En Corée comme en Chine, ce sont les missionnaires occidentaux qui ont introduit une éducation différente. Les Missions étrangères, au milieu du dix-neuvième siècle, ont formé des séminaristes et leur ont donné une instruction scientifique sérieuse ; leur oeuvre, anéantie par les massacres de 1866, n'a pu être reprise qu'après 1884 ; assez rapidement quelques bons interprètes de français ont été instruits Le vicaire apostolique des Missions étrangères projette présentement une école complète d'instruction moderne, qui s'ouvrira bientôt. En 1896, une école avec un directeur français fut fondée aux frais du gouvernement coréen ; elle compta une moyenne de cent élèves, mais ne survécut pas à l'occupation japonaise.

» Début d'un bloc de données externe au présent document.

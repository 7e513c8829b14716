//! Presence bitmap over the heap's region index space.
//!
//! One bit per region. Setting a bit is the "claim" that elects a single
//! winner per region during a pause; clearing happens only between pauses.

use crate::sync::{AtomicU64, Ordering};

const BITS_PER_WORD: usize = u64::BITS as usize;

/// A concurrent bitmap with one bit per region index.
///
/// # Example
///
/// ```
/// use evac_failure::RegionBitmap;
///
/// let bitmap = RegionBitmap::new(128);
/// assert!(bitmap.par_set_bit(5));
/// assert!(!bitmap.par_set_bit(5));
/// assert!(bitmap.at(5));
/// ```
#[derive(Debug)]
pub struct RegionBitmap {
    words: Box<[AtomicU64]>,
    capacity: usize,
}

impl RegionBitmap {
    /// Create a cleared bitmap able to hold `capacity` region indices.
    #[must_use]
    pub fn new(capacity: usize) -> Self {
        Self {
            words: Self::alloc_words(capacity),
            capacity,
        }
    }

    fn alloc_words(capacity: usize) -> Box<[AtomicU64]> {
        (0..capacity.div_ceil(BITS_PER_WORD))
            .map(|_| AtomicU64::new(0))
            .collect()
    }

    /// Number of region indices this bitmap covers.
    #[must_use]
    #[allow(clippy::missing_const_for_fn)]
    pub fn capacity(&self) -> usize {
        self.capacity
    }

    #[inline]
    fn locate(&self, index: usize) -> (usize, u64) {
        assert!(
            index < self.capacity,
            "region index {index} out of bitmap range {}",
            self.capacity
        );
        (index / BITS_PER_WORD, 1u64 << (index % BITS_PER_WORD))
    }

    /// Atomically set the bit for `index`.
    ///
    /// Returns `true` only for the call that moved the bit from 0 to 1.
    /// Relaxed ordering is enough: readers observe the bitmap after the
    /// pause's join barrier.
    ///
    /// # Panics
    ///
    /// Panics if `index` is outside the bitmap.
    #[inline]
    pub fn par_set_bit(&self, index: usize) -> bool {
        let (word, mask) = self.locate(index);
        let prev = self.words[word].fetch_or(mask, Ordering::Relaxed);
        prev & mask == 0
    }

    /// Check whether the bit for `index` is set.
    ///
    /// # Panics
    ///
    /// Panics if `index` is outside the bitmap.
    #[must_use]
    #[inline]
    pub fn at(&self, index: usize) -> bool {
        let (word, mask) = self.locate(index);
        self.words[word].load(Ordering::Relaxed) & mask != 0
    }

    /// Number of set bits.
    #[must_use]
    pub fn count_ones(&self) -> usize {
        self.words
            .iter()
            .map(|w| w.load(Ordering::Relaxed).count_ones() as usize)
            .sum()
    }

    /// Clear every bit. Must not race with `par_set_bit`.
    pub fn clear(&self) {
        for word in &*self.words {
            word.store(0, Ordering::Relaxed);
        }
    }

    /// Resize to `capacity` and clear. Allocates, so never call it inside a pause.
    pub fn resize(&mut self, capacity: usize) {
        if capacity.div_ceil(BITS_PER_WORD) == self.words.len() {
            self.clear();
        } else {
            self.words = Self::alloc_words(capacity);
        }
        self.capacity = capacity;
    }
}
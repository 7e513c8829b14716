//! Atomic primitives used by the tracker.
//!
//! Under `--cfg loom` these resolve to loom's model-checked atomics so the
//! claim protocols can be explored exhaustively.

#[cfg(loom)]
pub(crate) use loom::sync::atomic::{AtomicBool, AtomicU32, AtomicU64, AtomicUsize, Ordering};

#[cfg(not(loom))]
pub(crate) use std::sync::atomic::{AtomicBool, AtomicU32, AtomicU64, AtomicUsize, Ordering};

L'oeuvre pédagogique la plus importante par le nombre des instituts et par les notions, peu approfondies d'ailleurs, qui ont été répandues dans l'esprit des Coréens, est celle des missionnaires américains ; les Missions presbytérienne et méthodiste épiscopale, bien vues du gouvernement, qui ne pardonnait pas facilement aux missionnaires catholiques d'avoir été massacrés par lui, ont ouvert à partir de 1883 une école d'interprètes, un collège secondaire, une école normale, une école médicale, des écoles primaires pour les garçons et pour les filles ; on y enseigne l'anglais, le droit international, l'économie politique, l'histoire, les sciences, etc. Ces établissements paraissent subsister jusqu'à présent, les Japonais n'ayant pas encore eu le loisir de réorganiser l'instruction publique.

Bibliographie : MAURICE COURANT, Bibliographie coréenne, 4 vol. grand in-8, Paris, 1894-1901. ? LE MEME, La Corée (extrait des Guides Madrolle), 1 plaq. in-18, Paris, 1904. ? LE MEME, Eludes sur L'éducation et la colonisation, Bibliothèque internationale de l'enseignement supérieur, vol. X, in-12, Paris, 1904.